If you need money for your expenses, take a vacation or a wedding, then there is a good chance you have considered a personal loan. This is a type of loan where you don’t have to put up collateral that the lender will take if you fail to pay the loan. This will translate to a higher interest rate.
When done right, a personal loan can save you a significant amount when compared to payday loans, pawnshops, or overdraft. They do have their own cons. There are some lenders who will charge you a lot of fees and interest rates.
Below are six tips to help you in getting approved and qualifying for better terms.
Determine the type of loan you need
Personal loan for many people are types of loans that are closed-end installment and unsecured. Technically, car loans, payday loans, mortgage, and credit loans are personal loans, the opposite of business loans.

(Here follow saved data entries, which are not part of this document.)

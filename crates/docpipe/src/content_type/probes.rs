//! Format-specific heuristic probes.
//!
//! Probes run after the extension and signature stages and rely on the
//! hypotheses those stages recorded. None of them ever removes a
//! hypothesis.

use crate::content_type::by_signature::{self, AllowMultiple};
use crate::data_source::{DataSource, LengthLimit};
use crate::mime::{MimeType, confidence};

use crate::mime::*;

/// ASP/ASP.NET directive scan, gated on an existing `text/html` hypothesis.
pub fn asp(data: &mut DataSource) {
    if data.mime_types().next().is_some()
        && data.mime_type_confidence(&MimeType::from_static(HTML_MIME_TYPE)) < confidence::MEDIUM
    {
        return;
    }
    let Ok(head) = data.string(Some(LengthLimit(2048))) else {
        return;
    };
    let aspdotnet_markers = [
        "<%@ Page",
        "<%@page",
        "<%@ Control",
        "<%@control",
        "runat=\"server\"",
        "<script language=\"C#\" runat=\"server\">",
        "<script language=\"VB\" runat=\"server\">",
        "<%#",
    ];
    if aspdotnet_markers.iter().any(|m| head.contains(m)) {
        data.add_mime_type(MimeType::from_static(ASPDOTNET_MIME_TYPE), confidence::HIGHEST);
    } else if head.contains("<%") || head.contains("<%=") || head.contains("<!-- #include") {
        data.add_mime_type(MimeType::from_static(ASP_MIME_TYPE), confidence::HIGHEST);
    }
}

/// Upgrade XML-ish or weakly HTML-ish inputs that carry an `<html` root.
pub fn html(data: &mut DataSource) {
    let xmlish = data.mime_type_confidence(&MimeType::from_static(XML_MIME_TYPE));
    let htmlish = data.mime_type_confidence(&MimeType::from_static(HTML_MIME_TYPE));
    if xmlish.max(htmlish) < confidence::MEDIUM {
        return;
    }
    if data.highest_mime_type_confidence() >= confidence::HIGHEST {
        return;
    }
    let Ok(head) = data.string(Some(LengthLimit(1024))) else {
        return;
    };
    if head.contains("<html") || head.contains("<HTML") {
        data.add_mime_type(MimeType::from_static(HTML_MIME_TYPE), confidence::HIGHEST);
    }
}

const ODF_FLAT_TYPES: [(&str, &str); 4] = [
    (ODT_MIME_TYPE, "application/vnd.oasis.opendocument.text-flat-xml"),
    (ODS_MIME_TYPE, "application/vnd.oasis.opendocument.spreadsheet-flat-xml"),
    (ODP_MIME_TYPE, "application/vnd.oasis.opendocument.presentation-flat-xml"),
    (ODG_MIME_TYPE, "application/vnd.oasis.opendocument.graphics-flat-xml"),
];

/// Flat-XML OpenDocument roots. Runs on strong XML evidence or on a
/// flat-ODF extension hint, and escalates the confirmed root above the
/// generic XML hypothesis so dispatch is unambiguous.
pub fn odf_flat(data: &mut DataSource) {
    let flat_evidence = ODF_FLAT_TYPES
        .iter()
        .map(|(_, flat)| data.mime_type_confidence(&MimeType::new(*flat)))
        .max()
        .unwrap_or(0);
    if data.mime_type_confidence(&MimeType::from_static(XML_MIME_TYPE)) < confidence::VERY_HIGH
        && flat_evidence < confidence::MEDIUM
    {
        return;
    }
    if data.highest_mime_type_confidence() >= confidence::HIGHEST {
        return;
    }
    let Ok(head) = data.string(Some(LengthLimit(1024))) else {
        return;
    };
    if !head.contains("office:document") {
        return;
    }
    for (marker, flat) in ODF_FLAT_TYPES {
        if head.contains(marker) {
            data.add_mime_type(MimeType::new(flat), confidence::HIGHEST);
            return;
        }
    }
    // `office:document` with no declared subtype: confirm the strongest
    // prior hypothesis, defaulting to the text variant.
    let flat = ODF_FLAT_TYPES
        .iter()
        .find(|(_, flat)| data.mime_type_confidence(&MimeType::new(*flat)) >= confidence::MEDIUM)
        .map(|(_, flat)| *flat)
        .unwrap_or("application/vnd.oasis.opendocument.text-flat-xml");
    data.add_mime_type(MimeType::new(flat), confidence::HIGHEST);
}

/// Distinguish Outlook message files from personal folder stores.
///
/// Runs the signature stage again with every hypothesis enabled; the flag
/// is local and does not propagate further. A suspected Outlook input
/// without the inner CFBF message hypothesis is a PST store.
pub fn outlook(data: &mut DataSource) {
    if data.mime_type_confidence(&MimeType::from_static(OUTLOOK_MIME_TYPE)) < confidence::MEDIUM {
        return;
    }
    if data.highest_mime_type_confidence() >= confidence::HIGHEST {
        return;
    }
    by_signature::detect(data, AllowMultiple(true));
    if data.mime_type_confidence(&MimeType::from_static(MS_MSG_MIME_TYPE)) < confidence::MEDIUM {
        data.add_mime_type(MimeType::from_static(OUTLOOK_PST_MIME_TYPE), confidence::VERY_HIGH);
    }
}

#[cfg(test)]
mod tests {
    use super::*;
    use crate::data_source::FileExtension;

    #[test]
    fn test_asp_requires_html_hypothesis() {
        let mut data = DataSource::from_static_str("<%@ Page Language=\"C#\" %>");
        data.add_mime_type(MimeType::from_static(PLAIN_TEXT_MIME_TYPE), confidence::HIGH);
        asp(&mut data);
        assert_eq!(
            data.mime_type_confidence(&MimeType::from(ASPDOTNET_MIME_TYPE)),
            0
        );

        let mut data = DataSource::from_static_str("<%@ Page Language=\"C#\" %>");
        data.add_mime_type(MimeType::from_static(HTML_MIME_TYPE), confidence::MEDIUM);
        asp(&mut data);
        assert_eq!(
            data.mime_type_confidence(&MimeType::from(ASPDOTNET_MIME_TYPE)),
            confidence::HIGHEST
        );
    }

    #[test]
    fn test_asp_runs_on_untyped_data() {
        // With no hypotheses at all the probe may still inspect the bytes.
        let mut data = DataSource::from_static_str("<% Response.Write(\"x\") %>");
        asp(&mut data);
        assert_eq!(
            data.mime_type_confidence(&MimeType::from(ASP_MIME_TYPE)),
            confidence::HIGHEST
        );
    }

    #[test]
    fn test_classic_asp_vs_aspdotnet() {
        let mut data = DataSource::from_static_str("<html><% include %></html>");
        data.add_mime_type(MimeType::from_static(HTML_MIME_TYPE), confidence::MEDIUM);
        asp(&mut data);
        assert_eq!(
            data.mime_type_confidence(&MimeType::from(ASP_MIME_TYPE)),
            confidence::HIGHEST
        );
        assert_eq!(
            data.mime_type_confidence(&MimeType::from(ASPDOTNET_MIME_TYPE)),
            0
        );
    }

    #[test]
    fn test_html_probe_upgrades_xml() {
        let mut data = DataSource::from_static_str("<?xml version=\"1.0\"?><html><body/></html>");
        data.add_mime_type(MimeType::from_static(XML_MIME_TYPE), confidence::HIGH);
        html(&mut data);
        assert_eq!(
            data.mime_type_confidence(&MimeType::from(HTML_MIME_TYPE)),
            confidence::HIGHEST
        );
    }

    #[test]
    fn test_html_probe_respects_stronger_candidate() {
        let mut data = DataSource::from_static_str("<html/>");
        data.add_mime_type(MimeType::from_static(XML_MIME_TYPE), confidence::MEDIUM);
        data.add_mime_type(MimeType::from_static(PDF_MIME_TYPE), confidence::HIGHEST);
        html(&mut data);
        assert_eq!(
            data.mime_type_confidence(&MimeType::from(HTML_MIME_TYPE)),
            0
        );
    }

    #[test]
    fn test_odf_flat_probe() {
        let mut data = DataSource::from_static_str(
            "<?xml version=\"1.0\"?><office:document \
             office:mimetype=\"application/vnd.oasis.opendocument.spreadsheet\">",
        );
        data.add_mime_type(MimeType::from_static(XML_MIME_TYPE), confidence::VERY_HIGH);
        odf_flat(&mut data);
        assert_eq!(
            data.mime_type_confidence(&MimeType::from(
                "application/vnd.oasis.opendocument.spreadsheet-flat-xml"
            )),
            confidence::HIGHEST
        );
    }

    #[test]
    fn test_odf_flat_needs_strong_xml_evidence() {
        let mut data = DataSource::from_static_str("<office:document>");
        data.add_mime_type(MimeType::from_static(XML_MIME_TYPE), confidence::MEDIUM);
        odf_flat(&mut data);
        assert_eq!(data.highest_mime_type_confidence(), confidence::MEDIUM);
    }

    #[test]
    fn test_outlook_pst_escalation() {
        // "!BDN" magic: signature stage sees a PST store, not an inner message.
        let mut data = DataSource::from_static_bytes(b"!BDN rest of header")
            .with_file_extension(FileExtension::new("pst"));
        data.add_mime_type(MimeType::from_static(OUTLOOK_MIME_TYPE), confidence::HIGH);
        outlook(&mut data);
        assert_eq!(
            data.mime_type_confidence(&MimeType::from(OUTLOOK_PST_MIME_TYPE)),
            confidence::VERY_HIGH
        );
    }

    #[test]
    fn test_outlook_msg_not_escalated() {
        let bytes: &'static [u8] = &[0xD0, 0xCF, 0x11, 0xE0, 0xA1, 0xB1, 0x1A, 0xE1, 0, 0];
        let mut data = DataSource::from_static_bytes(bytes);
        data.add_mime_type(MimeType::from_static(OUTLOOK_MIME_TYPE), confidence::HIGH);
        outlook(&mut data);
        assert_eq!(
            data.mime_type_confidence(&MimeType::from(OUTLOOK_PST_MIME_TYPE)),
            0
        );
        assert_eq!(
            data.mime_type_confidence(&MimeType::from(MS_MSG_MIME_TYPE)),
            confidence::MEDIUM
        );
    }
}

If you apply for a loan but don’t have the required credit score, the lender will offer you a secured loan instead. If you are willing to use your car or home as collateral, you are able to get better rate and terms. The downside is the fact you can lose the collateral if you fail to pay.
Check the Credit Score
Don’t bother applying for a loan that you can qualify because you want to try your luck. Your credit score takes a hit when you apply because it gets reported. This will have an effect if it is rejected.
You should request your credit report once a year, which is free, in order to know if there are any false or inaccurate statements. Once you get it, go to the lender and ask them about the guidelines they use to approve the loan.
Improve Your Credit Score
If you have a credit score of 770, you are in the right place, and increasing it to 790 will not have an impact. If you have a score of 680, improving it to 700 will make a lot of difference because it improves chances of approval and lowers interest rates.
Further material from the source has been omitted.